Vast ranges of volcanoes lie deep below the waves along the mid-ocean ridges that run like stitches where the earth’s tectonic plates meet.
It has always been assumed that these giants of vulcanism slowly oozed lava into the spaces left by plate movements at a regular, steady pace, having no influence on our world of air thousands of metres above them.
However, a new study shows that actually these undersea volcanoes flare up in regular cycles – some as often as every two weeks, others every 100,000 years or so – and that these eruptions happen almost exclusively in the first six months of every year.
These pulses in lava ejection are apparently tied to short- and long-term changes in the earth’s orbit and to sea-levels and may trigger natural climate swings.
The chains of undersea volcanoes stretch some 37,000 miles around the world’s oceans and produce possibly eight times as much lava as land volcanoes.

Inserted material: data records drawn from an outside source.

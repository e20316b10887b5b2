//! Configuration types and builders.

use crate::error::{ConfigError, Result};
use std::borrow::Cow;
use std::env;
use std::net::{IpAddr, Ipv4Addr, SocketAddr};
use std::time::Duration;

/// Default listening port.
pub const DEFAULT_PORT: u16 = 8000;

/// Default SSE keep-alive interval.
pub const DEFAULT_KEEP_ALIVE: Duration = Duration::from_secs(30);

/// Server configuration.
#[derive(Debug, Clone)]
pub struct ServerConfig {
    /// Name reported in `serverInfo` during `initialize`.
    pub name: Cow<'static, str>,
    /// Human-readable name reported by `GET /`.
    pub display_name: Cow<'static, str>,
    pub version: Cow<'static, str>,
    pub host: IpAddr,
    pub port: u16,
    /// Permissive CORS. Off unless the operator opts in.
    pub cors_enabled: bool,
    pub keep_alive: Duration,
    pub log_json: bool,
}

impl Default for ServerConfig {
    fn default() -> Self {
        Self {
            name: "test-mcp-server".into(),
            display_name: "Test MCP Server".into(),
            version: env!("CARGO_PKG_VERSION").into(),
            host: IpAddr::V4(Ipv4Addr::UNSPECIFIED),
            port: DEFAULT_PORT,
            cors_enabled: false,
            keep_alive: DEFAULT_KEEP_ALIVE,
            log_json: false,
        }
    }
}

impl ServerConfig {
    pub fn builder() -> ServerConfigBuilder {
        ServerConfigBuilder::default()
    }

    pub fn socket_addr(&self) -> SocketAddr {
        SocketAddr::new(self.host, self.port)
    }
}

/// Builder for ServerConfig with fluent API.
#[derive(Default)]
pub struct ServerConfigBuilder {
    config: ServerConfig,
}

impl ServerConfigBuilder {
    pub fn new() -> Self {
        Self::default()
    }

    pub fn name(mut self, name: impl Into<Cow<'static, str>>) -> Self {
        self.config.name = name.into();
        self
    }

    pub fn host(mut self, host: IpAddr) -> Self {
        self.config.host = host;
        self
    }

    pub fn port(mut self, port: u16) -> Self {
        self.config.port = port;
        self
    }

    pub fn cors_enabled(mut self, enabled: bool) -> Self {
        self.config.cors_enabled = enabled;
        self
    }

    pub fn keep_alive(mut self, interval: Duration) -> Self {
        self.config.keep_alive = interval;
        self
    }

    pub fn log_json(mut self, json: bool) -> Self {
        self.config.log_json = json;
        self
    }

    /// Build from environment variables.
    pub fn from_env(self) -> Result<Self> {
        self.from_lookup(|key| env::var(key).ok())
    }

    /// Apply overrides from an arbitrary key lookup.
    ///
    /// `from_env` is a thin wrapper over this so the parsing rules can be
    /// exercised without mutating the process environment.
    pub fn from_lookup<F>(mut self, lookup: F) -> Result<Self>
    where
        F: Fn(&str) -> Option<String>,
    {
        if let Some(port) = lookup("PORT") {
            self.config.port = port.trim().parse().map_err(|_| ConfigError::InvalidValue {
                field: "PORT".into(),
                message: format!("Invalid port number: '{}'", port).into(),
            })?;
        }

        if let Some(host) = lookup("HOST") {
            self.config.host = host.trim().parse().map_err(|_| ConfigError::InvalidValue {
                field: "HOST".into(),
                message: format!("Invalid IP address: '{}'", host).into(),
            })?;
        }

        if let Some(cors) = lookup("MCP_CORS_ENABLED") {
            self.config.cors_enabled = parse_flag("MCP_CORS_ENABLED", &cors)?;
        }

        if let Some(secs) = lookup("MCP_KEEP_ALIVE_SECS") {
            let secs: u64 = secs.trim().parse().map_err(|_| ConfigError::InvalidValue {
                field: "MCP_KEEP_ALIVE_SECS".into(),
                message: format!("Invalid number of seconds: '{}'", secs).into(),
            })?;
            self.config.keep_alive = Duration::from_secs(secs);
        }

        if let Some(json) = lookup("MCP_LOG_JSON") {
            self.config.log_json = parse_flag("MCP_LOG_JSON", &json)?;
        }

        Ok(self)
    }

    pub fn build(self) -> Result<ServerConfig> {
        self.validate()?;
        Ok(self.config)
    }

    fn validate(&self) -> Result<()> {
        if self.config.port == 0 {
            return Err(ConfigError::InvalidValue {
                field: "port".into(),
                message: "Port must be greater than 0".into(),
            }
            .into());
        }
        if self.config.keep_alive.is_zero() {
            return Err(ConfigError::InvalidValue {
                field: "keep_alive".into(),
                message: "Keep-alive interval must be greater than 0".into(),
            }
            .into());
        }
        Ok(())
    }
}

fn parse_flag(field: &'static str, value: &str) -> std::result::Result<bool, ConfigError> {
    match value.trim().to_lowercase().as_str() {
        "1" | "true" | "yes" | "on" => Ok(true),
        "0" | "false" | "no" | "off" | "" => Ok(false),
        other => Err(ConfigError::InvalidValue {
            field: field.into(),
            message: format!("Expected a boolean, got '{}'", other).into(),
        }),
    }
}

#[cfg(test)]
mod tests {
    use super::*;
    use std::collections::HashMap;

    fn lookup(vars: &[(&str, &str)]) -> impl Fn(&str) -> Option<String> {
        let map: HashMap<String, String> = vars
            .iter()
            .map(|(k, v)| (k.to_string(), v.to_string()))
            .collect();
        move |key| map.get(key).cloned()
    }

    #[test]
    fn test_defaults() {
        let config = ServerConfig::default();
        assert_eq!(config.port, 8000);
        assert!(!config.cors_enabled);
        assert_eq!(config.keep_alive, Duration::from_secs(30));
        assert_eq!(config.socket_addr().to_string(), "0.0.0.0:8000");
    }

    #[test]
    fn test_from_lookup_overrides() {
        let config = ServerConfigBuilder::new()
            .from_lookup(lookup(&[
                ("PORT", "9100"),
                ("HOST", "127.0.0.1"),
                ("MCP_CORS_ENABLED", "true"),
                ("MCP_KEEP_ALIVE_SECS", "5"),
            ]))
            .unwrap()
            .build()
            .unwrap();

        assert_eq!(config.socket_addr().to_string(), "127.0.0.1:9100");
        assert!(config.cors_enabled);
        assert_eq!(config.keep_alive, Duration::from_secs(5));
        assert!(!config.log_json);
    }

    #[test]
    fn test_invalid_port() {
        let result = ServerConfigBuilder::new().from_lookup(lookup(&[("PORT", "eighty")]));
        assert!(result.is_err());
    }

    #[test]
    fn test_invalid_flag() {
        let result =
            ServerConfigBuilder::new().from_lookup(lookup(&[("MCP_CORS_ENABLED", "maybe")]));
        assert!(result.is_err());
    }

    #[test]
    fn test_zero_keep_alive_rejected() {
        let result = ServerConfigBuilder::new()
            .keep_alive(Duration::ZERO)
            .build();
        assert!(result.is_err());
    }
}
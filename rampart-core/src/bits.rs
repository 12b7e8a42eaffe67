//! Single-bit register arithmetic
//!
//! The pure half of a read-modify-write: given the word read back from a
//! multi-purpose register, compute the word to write so that exactly one
//! bit changes.

/// Return `value` with bit `offset` forced to `flag`
///
/// Every other bit is preserved. `offset` must be below 32.
pub fn with_bit(value: i32, offset: u8, flag: bool) -> i32 {
    debug_assert!(offset < 32);
    let mask = !(1u32 << offset);
    let cleared = value as u32 & mask;
    (cleared | (u32::from(flag) << offset)) as i32
}

/// Read bit `offset` of `value`
pub fn bit(value: i32, offset: u8) -> bool {
    debug_assert!(offset < 32);
    (value as u32 >> offset) & 1 != 0
}
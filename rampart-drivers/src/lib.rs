//! Hardware driver implementations
//!
//! This crate talks to the TMC5130 over any `rampart_hal::SpiTransport`:
//!
//! - [`stepper::RegisterBus`] - 40-bit datagram writes and pipelined reads
//! - [`stepper::Tmc5130`] - motion commands, configuration bits and
//!   current limits on top of the register bus
//! - [`stepper::SpiDeviceTransport`] - transport for any
//!   `embedded_hal::spi::SpiDevice`

#![no_std]
#![deny(unsafe_code)]

#[cfg(test)]
extern crate std;

pub mod stepper;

A couple of million years ago the heart of our galaxy, the Milky Way, was convulsed in a titanic eruption, driving gases and other materials outward at over 2 million miles an hour.
The aftermath of this mega-explosion can be seen today – billowing clouds of gas tower 30,000 light years above and below the plane of our galaxy.
This enormous structure was discovered five years ago, showing up as a gamma-ray glow in the sky, and being observed in x-rays and radio waves.
There are two possible origins for these massive bubbles of gas – perhaps there was a firestorm of star births at the galaxy’s centre, which would have produced supernovas and blown out the gas. Alternatively, a group of stars could have fallen into the super-massive black hole that lurks there, which would have blasted super-heated gas deep into space.
These bubbles of gas are short-lived in galactic terms, suggesting they are a repeating phenomenon in the Milky Way’s history. Another reason to be glad the earth is out in the backwaters of a spiral arm……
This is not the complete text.